* [Supplied information]
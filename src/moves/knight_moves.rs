//! Knight pseudo-legal target generation.

use crate::game_state::board::Board;
use crate::game_state::chess_types::{Color, Square};

pub const KNIGHT_OFFSETS: [(i8, i8); 8] = [
    (-2, -1),
    (-2, 1),
    (-1, -2),
    (-1, 2),
    (1, -2),
    (1, 2),
    (2, -1),
    (2, 1),
];

pub fn knight_targets(board: &Board, from: Square, color: Color) -> Vec<Square> {
    let mut targets = Vec::new();
    for (file_delta, rank_delta) in KNIGHT_OFFSETS {
        let Some(to) = from.offset(file_delta, rank_delta) else {
            continue;
        };
        match board.piece_at(to) {
            Some(occupant) if occupant.color == color => {}
            _ => targets.push(to),
        }
    }
    targets
}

* [Directions for this task]
Output every line above so that it reads exactly as before.

* [Exercise output]
filename src/moves/knight_moves.rs
//! Knight pseudo-legal target generation.

use crate::game_state::board::Board;
use crate::game_state::chess_types::{Color, Square};

pub const KNIGHT_OFFSETS: [(i8, i8); 8] = [
    (-2, -1),
    (-2, 1),
    (-1, -2),
    (-1, 2),
    (1, -2),
    (1, 2),
    (2, -1),
    (2, 1),
];

pub fn knight_targets(board: &Board, from: Square, color: Color) -> Vec<Square> {
    let mut targets = Vec::new();
    for (file_delta, rank_delta) in KNIGHT_OFFSETS {
        let Some(to) = from.offset(file_delta, rank_delta) else {
            continue;
        };
        match board.piece_at(to) {
            Some(occupant) if occupant.color == color => {}
            _ => targets.push(to),
        }
    }
    targets
}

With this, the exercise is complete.